Don’t hesitate to voice any questions or concerns – you may want to know how the counsellor keeps your information on file or maybe it’s important to you that your counsellor is LGBTQ+ or vegan allied/affirmative, or maybe you read the counselling contract and there was a part that did not make sense to you.
Whatever it is – say it. Put all unnecessary anxieties to sleep by voicing them so that you can focus on the issues that made you contact the counsellor in the first place.
You may also want to check the approach the counsellor uses, their credentials, and experience to ensure that they are equipped to help with your issue. Many counsellors/therapists train for the profession later in life.
This means that they may bring relevant knowledge from a previous job and a level of understanding to the way they work which may be beneficial to you (e.g. I have worked extensively with survivors of domestic and sexual abuse and have a good awareness of the cycle of abuse and trauma bonding, and how challenging it can be to walk out of such a relationship). Often counsellors describe such experience on their profiles but you can also contact them and check.

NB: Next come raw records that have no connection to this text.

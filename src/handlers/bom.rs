use axum::extract::{Path, Query, State};
use serde::{Deserialize, Serialize};
use utoipa::IntoParams;

use super::common::{degrade_lookup, degrade_read};
use crate::{handlers::AppState, models::BomView, ApiResult};

#[derive(Debug, Default, Deserialize, Serialize, IntoParams)]
pub struct BomQueryParams {
    /// Free text matched against component code, description and supplier
    pub q: Option<String>,
}

/// Vehicle models that have a bill of materials
#[utoipa::path(
    get,
    path = "/api/v1/bom/models",
    responses((status = 200, description = "Model keys", body = crate::ApiResponse<Vec<String>>)),
    tag = "BoM"
)]
pub async fn list_models(State(state): State<AppState>) -> ApiResult<Vec<String>> {
    degrade_read(state.services.bom.models().await, Vec::new())
}

/// Components of one model, enriched with live part data where available
#[utoipa::path(
    get,
    path = "/api/v1/bom/models/{model}",
    params(
        ("model" = String, Path, description = "Model and year key"),
        BomQueryParams
    ),
    responses(
        (status = 200, description = "Bill of materials", body = crate::ApiResponse<BomView>),
        (status = 404, description = "Unknown model", body = crate::errors::ErrorResponse)
    ),
    tag = "BoM"
)]
pub async fn get_model_components(
    State(state): State<AppState>,
    Path(model): Path<String>,
    Query(params): Query<BomQueryParams>,
) -> ApiResult<BomView> {
    let result = state
        .services
        .bom
        .components(&model, params.q.as_deref())
        .await;
    degrade_lookup(result, || format!("BoM model {} not found", model))
}
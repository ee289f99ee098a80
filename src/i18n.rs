//! Static translation table for the PDF export and enumerated values.
//!
//! English is the source language; a phrase missing from a target table is
//! rendered as-is.

use std::collections::HashMap;

use once_cell::sync::Lazy;
use serde::{Deserialize, Serialize};
use strum::{Display, EnumString};
use utoipa::ToSchema;

#[derive(
    Debug, Clone, Copy, PartialEq, Eq, Hash, Default, Serialize, Deserialize, Display, EnumString, ToSchema,
)]
#[serde(rename_all = "lowercase")]
#[strum(serialize_all = "lowercase", ascii_case_insensitive)]
pub enum Language {
    #[default]
    En,
    Zh,
}

impl Language {
    pub fn code(self) -> &'static str {
        match self {
            Language::En => "en",
            Language::Zh => "zh",
        }
    }
}

pub mod labels {
    pub const TITLE: &str = "New Part Application";
    pub const IDENTIFICATION: &str = "Identification";
    pub const APPLICATION_ID: &str = "Application ID";
    pub const CREATED_AT: &str = "Created";
    pub const STATUS: &str = "Status";
    pub const PART_INFORMATION: &str = "Part Information";
    pub const PART_NAME: &str = "Part Name";
    pub const PART_DESCRIPTION: &str = "Part Description";
    pub const VEHICLE_MODEL: &str = "Vehicle Model";
    pub const QUANTITY: &str = "Quantity";
    pub const ESTIMATED_COST: &str = "Estimated Cost";
    pub const REQUEST_INFORMATION: &str = "Request Information";
    pub const REQUESTER: &str = "Requester";
    pub const DEPARTMENT: &str = "Department";
    pub const URGENCY: &str = "Urgency";
    pub const TECHNICAL_SPECS: &str = "Technical Specification";
    pub const JUSTIFICATION: &str = "Justification";
    pub const NOTES: &str = "Notes";
    pub const IMAGE: &str = "Image";
}

static ZH: &[(&str, &str)] = &[
    (labels::TITLE, "新零件申请"),
    (labels::IDENTIFICATION, "申请标识"),
    (labels::APPLICATION_ID, "申请编号"),
    (labels::CREATED_AT, "创建时间"),
    (labels::STATUS, "状态"),
    (labels::PART_INFORMATION, "零件信息"),
    (labels::PART_NAME, "零件名称"),
    (labels::PART_DESCRIPTION, "零件描述"),
    (labels::VEHICLE_MODEL, "车型"),
    (labels::QUANTITY, "数量"),
    (labels::ESTIMATED_COST, "预估成本"),
    (labels::REQUEST_INFORMATION, "申请信息"),
    (labels::REQUESTER, "申请人"),
    (labels::DEPARTMENT, "部门"),
    (labels::URGENCY, "紧急程度"),
    (labels::TECHNICAL_SPECS, "技术规格"),
    (labels::JUSTIFICATION, "申请理由"),
    (labels::NOTES, "备注"),
    (labels::IMAGE, "图片"),
    ("low", "低"),
    ("medium", "中"),
    ("high", "高"),
    ("pending", "待审批"),
    ("approved", "已批准"),
    ("rejected", "已拒绝"),
];

#[derive(Debug, Clone)]
pub struct Localizer {
    tables: HashMap<Language, HashMap<&'static str, &'static str>>,
}

static DEFAULT: Lazy<Localizer> = Lazy::new(Localizer::new);

impl Localizer {
    pub fn new() -> Self {
        let mut tables = HashMap::new();
        tables.insert(Language::Zh, ZH.iter().copied().collect());
        Self { tables }
    }

    pub fn global() -> &'static Localizer {
        &DEFAULT
    }

    pub fn translate<'a>(&'a self, text: &'a str, lang: Language) -> &'a str {
        self.tables
            .get(&lang)
            .and_then(|table| table.get(text).copied())
            .unwrap_or(text)
    }
}

impl Default for Localizer {
    fn default() -> Self {
        Self::new()
    }
}
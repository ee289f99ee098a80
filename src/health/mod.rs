/*!
 * # Health Check Module
 *
 * - Basic health check (`/health`) - process is up, with version and uptime
 * - Readiness check (`/health/ready`) - the document store answers a ping
 * - Version (`/health/version`) - build information
 */

use axum::{
    extract::State,
    http::StatusCode,
    response::{IntoResponse, Json},
    routing::get,
    Router,
};
use chrono::{DateTime, Utc};
use serde::{Deserialize, Serialize};
use serde_json::json;
use std::collections::HashMap;
use std::sync::Arc;
use std::time::{Duration, SystemTime};
use tracing::{debug, error};
use utoipa::ToSchema;

use crate::store::DocumentStore;

#[derive(Serialize, Deserialize, Debug, Clone, Copy, PartialEq, Eq, ToSchema)]
#[serde(rename_all = "lowercase")]
pub enum HealthStatus {
    Up,
    Down,
}

#[derive(Serialize, Deserialize, Debug, Clone, ToSchema)]
pub struct HealthDetail {
    pub status: HealthStatus,
    pub message: Option<String>,
    pub latency_ms: u64,
}

#[derive(Serialize, Deserialize, Debug, Clone, ToSchema)]
pub struct HealthInfo {
    pub status: HealthStatus,
    pub version: String,
    pub timestamp: DateTime<Utc>,
    pub uptime_seconds: u64,
    pub details: HashMap<String, HealthDetail>,
}

#[derive(Clone, Debug)]
pub struct HealthState {
    store: Arc<dyn DocumentStore>,
    start_time: SystemTime,
}

impl HealthState {
    pub fn new(store: Arc<dyn DocumentStore>) -> Self {
        Self {
            store,
            start_time: SystemTime::now(),
        }
    }

    pub fn uptime(&self) -> u64 {
        SystemTime::now()
            .duration_since(self.start_time)
            .unwrap_or(Duration::from_secs(0))
            .as_secs()
    }

    /// Pings the document store and folds the result into an overall status
    pub async fn check(&self) -> HealthInfo {
        let started = std::time::Instant::now();
        let store = match self.store.ping().await {
            Ok(()) => HealthDetail {
                status: HealthStatus::Up,
                message: None,
                latency_ms: started.elapsed().as_millis() as u64,
            },
            Err(e) => {
                error!("Document store health check failed: {}", e);
                HealthDetail {
                    status: HealthStatus::Down,
                    message: Some("document store unreachable".to_string()),
                    latency_ms: started.elapsed().as_millis() as u64,
                }
            }
        };

        let status = store.status;
        let mut details = HashMap::new();
        details.insert("document_store".to_string(), store);

        HealthInfo {
            status,
            version: env!("CARGO_PKG_VERSION").to_string(),
            timestamp: Utc::now(),
            uptime_seconds: self.uptime(),
            details,
        }
    }
}

pub async fn version_info() -> impl IntoResponse {
    Json(json!({
        "name": env!("CARGO_PKG_NAME"),
        "version": env!("CARGO_PKG_VERSION"),
        "commit": option_env!("GIT_HASH").unwrap_or("unknown"),
    }))
}

/// Liveness: answers as long as the process serves requests
pub async fn health_check(State(state): State<Arc<HealthState>>) -> impl IntoResponse {
    debug!("Health check endpoint called");
    (
        StatusCode::OK,
        Json(json!({
            "status": HealthStatus::Up,
            "version": env!("CARGO_PKG_VERSION"),
            "uptime_seconds": state.uptime(),
            "timestamp": Utc::now(),
        })),
    )
}

/// Readiness: 503 while the document store cannot be reached
pub async fn readiness_check(State(state): State<Arc<HealthState>>) -> impl IntoResponse {
    let health = state.check().await;
    let status_code = match health.status {
        HealthStatus::Up => StatusCode::OK,
        HealthStatus::Down => StatusCode::SERVICE_UNAVAILABLE,
    };
    (status_code, Json(health))
}

pub fn health_routes(store: Arc<dyn DocumentStore>) -> Router {
    let state = Arc::new(HealthState::new(store));
    Router::new()
        .route("/", get(health_check))
        .route("/ready", get(readiness_check))
        .route("/version", get(version_info))
        .with_state(state)
}
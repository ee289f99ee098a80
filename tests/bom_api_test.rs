mod common;

use axum::http::{Method, StatusCode};
use common::{json_body, TestApp, BOM_MODEL};
use serde_json::{json, Value};

fn line<'a>(body: &'a Value, code: &str) -> &'a Value {
    body["data"]["lines"]
        .as_array()
        .and_then(|lines| lines.iter().find(|l| l["component_code"] == code))
        .unwrap_or_else(|| panic!("no line for {code}"))
}

#[tokio::test]
async fn models_are_listed_in_order() {
    let app = TestApp::new();
    let body = json_body(app.request(Method::GET, "/api/v1/bom/models", None).await).await;
    assert_eq!(body["data"], json!(["X5-2020", "Y3-2018"]));
}

#[tokio::test]
async fn missing_part_leaves_its_line_unenriched() {
    let app = TestApp::new();
    let response = app
        .request(Method::GET, &format!("/api/v1/bom/models/{BOM_MODEL}"), None)
        .await;
    assert_eq!(response.status(), StatusCode::OK);
    let body = json_body(response).await;

    assert_eq!(body["data"]["model"], BOM_MODEL);
    assert_eq!(body["data"]["component_count"], 3);
    assert_eq!(body["data"]["missing_parts"], json!(["GX-999"]));

    let brake = line(&body, "BP-100");
    assert_eq!(brake["part"]["stock"], 12);
    assert_eq!(brake["part"]["notes"], "old");
    assert_eq!(brake["description"], "Front brake pad set");

    assert_eq!(line(&body, "OF-10")["part"]["stock"], 140);
    assert_eq!(line(&body, "GX-999")["part"], Value::Null);
}

#[tokio::test]
async fn query_narrows_the_component_list() {
    let app = TestApp::new();
    let body = json_body(
        app.request(
            Method::GET,
            &format!("/api/v1/bom/models/{BOM_MODEL}?q=mann"),
            None,
        )
        .await,
    )
    .await;
    let codes: Vec<&str> = body["data"]["lines"]
        .as_array()
        .unwrap()
        .iter()
        .filter_map(|l| l["component_code"].as_str())
        .collect();
    assert_eq!(codes, vec!["OF-10"]);
    assert_eq!(body["data"]["missing_parts"], json!([]));
}

#[tokio::test]
async fn unknown_model_is_not_found() {
    let app = TestApp::new();
    let response = app
        .request(Method::GET, "/api/v1/bom/models/Z9-1999", None)
        .await;
    assert_eq!(response.status(), StatusCode::NOT_FOUND);
}

#[tokio::test]
async fn model_list_degrades_when_offline() {
    let app = TestApp::offline();
    let body = json_body(app.request(Method::GET, "/api/v1/bom/models", None).await).await;
    assert_eq!(body["success"], false);
    assert_eq!(body["data"], json!([]));
}
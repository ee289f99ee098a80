//! The one place raw store JSON is turned into typed fields.
//!
//! Imported spreadsheets leave numbers as JSON numbers, numeric strings,
//! or strings with thousands separators and currency symbols. Every
//! defaulting rule for missing or malformed values lives here.

use std::str::FromStr;

use once_cell::sync::Lazy;
use regex::Regex;
use rust_decimal::prelude::ToPrimitive;
use rust_decimal::Decimal;
use serde_json::{Map, Value};

static NUMBER: Lazy<Regex> = Lazy::new(|| {
    Regex::new(r"[-+]?(?:\d+(?:\.\d*)?|\.\d+)(?:[eE][-+]?\d+)?").expect("static regex")
});

/// Trimmed non-empty text; numbers are rendered as text
pub fn text(raw: &Map<String, Value>, key: &str) -> Option<String> {
    match raw.get(key)? {
        Value::String(s) => {
            let trimmed = s.trim();
            (!trimmed.is_empty()).then(|| trimmed.to_string())
        }
        Value::Number(n) => Some(n.to_string()),
        _ => None,
    }
}

/// Decimal from a JSON number or a loosely formatted numeric string
pub fn decimal(raw: &Map<String, Value>, key: &str) -> Option<Decimal> {
    match raw.get(key)? {
        Value::Number(n) => parse_decimal(&n.to_string()),
        Value::String(s) => parse_decimal(s),
        _ => None,
    }
}

pub fn parse_decimal(input: &str) -> Option<Decimal> {
    let trimmed = input.trim();
    let parenthesised = trimmed.starts_with('(') && trimmed.ends_with(')');
    let compact: String = trimmed
        .chars()
        .filter(|c| !matches!(c, ',' | ' ' | '_'))
        .collect();

    // first numeric run; currency codes and symbols around it are ignored
    let found = NUMBER.find(&compact)?;
    let number = found.as_str().trim_start_matches('+');
    let parsed = Decimal::from_str(number)
        .or_else(|_| Decimal::from_scientific(number))
        .ok()?;

    let negative = parenthesised || compact[..found.start()].contains('-');
    Some(if negative { -parsed.abs() } else { parsed })
}

/// Stock quantity: missing, negative or unparsable values count as zero
pub fn quantity(raw: &Map<String, Value>, key: &str) -> u64 {
    decimal(raw, key)
        .filter(|d| d.is_sign_positive())
        .and_then(|d| d.trunc().to_u64())
        .unwrap_or(0)
}

/// Comma-separated part codes, trimmed and deduplicated in order
pub fn code_list(input: &str) -> Vec<String> {
    let mut codes: Vec<String> = Vec::new();
    for code in input.split(',').map(str::trim).filter(|c| !c.is_empty()) {
        if !codes.iter().any(|existing| existing.eq_ignore_ascii_case(code)) {
            codes.push(code.to_string());
        }
    }
    codes
}

#[cfg(test)]
mod tests {
    use super::*;
    use rust_decimal_macros::dec;
    use serde_json::json;
    use test_case::test_case;

    #[test_case("12.50", Some(dec!(12.50)) ; "plain")]
    #[test_case("1,234.5", Some(dec!(1234.5)) ; "thousands separator")]
    #[test_case("$ 99", Some(dec!(99)) ; "currency symbol")]
    #[test_case("(15.00)", Some(dec!(-15.00)) ; "accounting negative")]
    #[test_case("-3", Some(dec!(-3)) ; "negative")]
    #[test_case("EUR 12", Some(dec!(12)) ; "currency code")]
    #[test_case("12 EUR", Some(dec!(12)) ; "trailing currency code")]
    #[test_case("1.5e2", Some(dec!(150)) ; "scientific")]
    #[test_case("-$5", Some(dec!(-5)) ; "sign before symbol")]
    #[test_case("+7", Some(dec!(7)) ; "explicit plus")]
    #[test_case("n/a", None ; "not a number")]
    #[test_case("   ", None ; "blank")]
    fn parses_loose_decimals(input: &str, expected: Option<Decimal>) {
        assert_eq!(parse_decimal(input), expected);
    }

    #[test]
    fn quantity_defaults_to_zero() {
        let raw = json!({"a": -4, "b": "7", "c": "x", "d": 3.9})
            .as_object()
            .cloned()
            .unwrap();
        assert_eq!(quantity(&raw, "a"), 0);
        assert_eq!(quantity(&raw, "b"), 7);
        assert_eq!(quantity(&raw, "c"), 0);
        assert_eq!(quantity(&raw, "d"), 3);
        assert_eq!(quantity(&raw, "missing"), 0);
    }

    #[test]
    fn text_drops_blank_values() {
        let raw = json!({"a": "  ", "b": " Bosch ", "c": 2024})
            .as_object()
            .cloned()
            .unwrap();
        assert_eq!(text(&raw, "a"), None);
        assert_eq!(text(&raw, "b").as_deref(), Some("Bosch"));
        assert_eq!(text(&raw, "c").as_deref(), Some("2024"));
    }

    #[test]
    fn code_list_trims_and_dedups() {
        assert_eq!(
            code_list(" A-1, b-2,,a-1 ,C-3"),
            vec!["A-1".to_string(), "b-2".to_string(), "C-3".to_string()]
        );
        assert!(code_list(" , ").is_empty());
    }
}
use axum::{
    http::StatusCode,
    response::{IntoResponse, Response},
    Json,
};
use serde::{Deserialize, Serialize};
use utoipa::ToSchema;

use crate::store::StoreError;

fn current_request_id() -> Option<String> {
    crate::tracing::current_request_id().map(|rid| rid.as_str().to_string())
}

/// Error body returned by every failing endpoint
#[derive(Debug, Serialize, Deserialize, ToSchema)]
#[schema(example = json!({
    "error": "Bad Request",
    "message": "Validation error: missing required fields: requester, department",
    "details": "requester,department",
    "request_id": "req-abc123xyz",
    "timestamp": "2024-12-09T10:30:00.000Z"
}))]
pub struct ErrorResponse {
    /// HTTP status category (e.g., "Not Found", "Bad Request")
    pub error: String,
    /// Human-readable error description
    pub message: String,
    /// Machine-readable details, e.g. the list of missing fields
    #[serde(skip_serializing_if = "Option::is_none")]
    pub details: Option<String>,
    /// Unique request identifier for support and debugging
    #[serde(skip_serializing_if = "Option::is_none")]
    pub request_id: Option<String>,
    /// ISO 8601 timestamp when error occurred
    pub timestamp: String,
}

#[derive(Debug, thiserror::Error)]
pub enum ServiceError {
    #[error("Remote store error: {0}")]
    RemoteStoreError(#[from] StoreError),

    #[error("Not found: {0}")]
    NotFound(String),

    #[error("Validation error: {0}")]
    ValidationError(String),

    #[error("Validation error: missing required fields: {}", .0.join(", "))]
    MissingFields(Vec<String>),

    #[error("Invalid input: {0}")]
    InvalidInput(String),

    #[error("Pdf error: {0}")]
    PdfError(String),

    #[error("Serialization error: {0}")]
    SerializationError(String),

    #[error("Internal error: {0}")]
    InternalError(String),
}

impl From<validator::ValidationErrors> for ServiceError {
    fn from(err: validator::ValidationErrors) -> Self {
        ServiceError::ValidationError(err.to_string())
    }
}

impl From<serde_json::Error> for ServiceError {
    fn from(err: serde_json::Error) -> Self {
        ServiceError::SerializationError(err.to_string())
    }
}

impl ServiceError {
    /// Returns the HTTP status code for this error.
    /// This is the single source of truth for error-to-status mapping.
    pub fn status_code(&self) -> StatusCode {
        match self {
            Self::RemoteStoreError(_) => StatusCode::BAD_GATEWAY,
            Self::NotFound(_) => StatusCode::NOT_FOUND,
            Self::ValidationError(_) | Self::MissingFields(_) | Self::InvalidInput(_) => {
                StatusCode::BAD_REQUEST
            }
            Self::PdfError(_) | Self::SerializationError(_) | Self::InternalError(_) => {
                StatusCode::INTERNAL_SERVER_ERROR
            }
        }
    }

    /// Returns the error message suitable for HTTP responses.
    /// Store and internal failures get a generic message.
    pub fn response_message(&self) -> String {
        match self {
            Self::RemoteStoreError(_) => {
                "The parts database could not be reached, please try again".to_string()
            }
            Self::PdfError(_) | Self::SerializationError(_) | Self::InternalError(_) => {
                "Internal server error".to_string()
            }
            _ => self.to_string(),
        }
    }

    fn details(&self) -> Option<String> {
        match self {
            Self::MissingFields(fields) => Some(fields.join(",")),
            _ => None,
        }
    }

    /// True for failures of the remote store, which read paths degrade on
    pub fn is_remote(&self) -> bool {
        matches!(self, Self::RemoteStoreError(_))
    }
}

impl IntoResponse for ServiceError {
    fn into_response(self) -> Response {
        let status = self.status_code();
        if status.is_server_error() {
            tracing::error!(error = %self, "request failed");
        }

        let err = ErrorResponse {
            error: status.canonical_reason().unwrap_or("Error").to_string(),
            message: self.response_message(),
            details: self.details(),
            request_id: current_request_id(),
            timestamp: chrono::Utc::now().to_rfc3339(),
        };

        (status, Json(err)).into_response()
    }
}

If it is still difficult to decide if this is the right counsellor for you after the initial session I would suggest committing to a certain amount of appointments before making a final decision. However, you shouldn’t stay longer once you know that this is not working for you.
It could be beneficial to set realistic goals at the beginning of counselling, e.g.: managing your anger; becoming more assertive; overcoming a night eating syndrome, etc. Knowing what your goal is can indicate how you’re moving in the counselling process and if there is any change at all.
Setting goals, however, can be tricky because while you’re in therapy events may occur with the potential to stall your progress or even reverse it temporarily (e.g. a sudden death of a loved one). Sometimes additional matters that also require attention come to the surface, like unresolved childhood trauma for example.
As a client you will be able to establish if counselling is working for you, regardless of the circumstances; just be realistic and fair with yourself when setting time frames.
Work with your counsellor
Being involved and proactive can only help your progress. You can tell your counsellor what you want to work on. If anything stood out for you in the session, make a note of it and give yourself some time to reflect. Those who keep a journal may find it particularly beneficial during therapy to focus on triggered thoughts and feelings.
The majority of the healing process happens when you’re not in the counselling chair, so nurture it. If you notice any strong feelings, changes of mood in between appointments – bring them in your next session.
Some counsellors give homework to their clients to do in their spare time, others may just suggest what you could try outside of the counselling room. If you think these may be beneficial for you, give yourself time to complete them. During the next appointment, you could give feedback to the counsellor on whether you found the activities useful.
Be frank with your counsellor – about your work together – what works and what doesn’t; any strong feelings you may be feeling in that particular session. Be honest if you haven’t done the homework they asked you to complete or even if you don’t feel like being in the room with them at that moment.
If you feel like cancelling your next session for no apparent reason but you know there are still issues you want to address it would be best to attend and discuss that with your counsellor. There could be a subconscious reason for feeling like this.
Sometimes clients feel like they need to censor themselves in a session, often in the early days of therapy, out of fear of judgment or because this is how they have been conditioned. Be as authentic as you can, so if your counsellor said something that upset you – let them know. The chances are that you and your therapeutic relationship will benefit from it.
Minimize any distractions
When you attend your session, make sure that your phone is on silent so that you can focus. If you are responsible for children or vulnerable people or you are expecting a phone call, tell your counsellor and leave your phone on vibrate.
With online therapy, the distractions tend to be more. Try to find a quiet space where you won’t be disturbed or overheard and you won’t feel the need to edit yourself talking.
If you booked your appointment during your lunch break, it can be very distracting to have emails pop up while you’re engaging with deep feelings or maybe even tempting to quickly respond with a line to your boss. If this is happening, then you’re not engaging with your counselling and likely wasting your time and money.
It may be a good idea to turn your work phone off and log off your email. If you work with a shared calendar, make sure that it is updated and you are marked as unavailable for the duration of your session. If you can’t always rely on your lunch breaks, try and arrange your appointments before or after work.
These sessions are for you, make the most of them.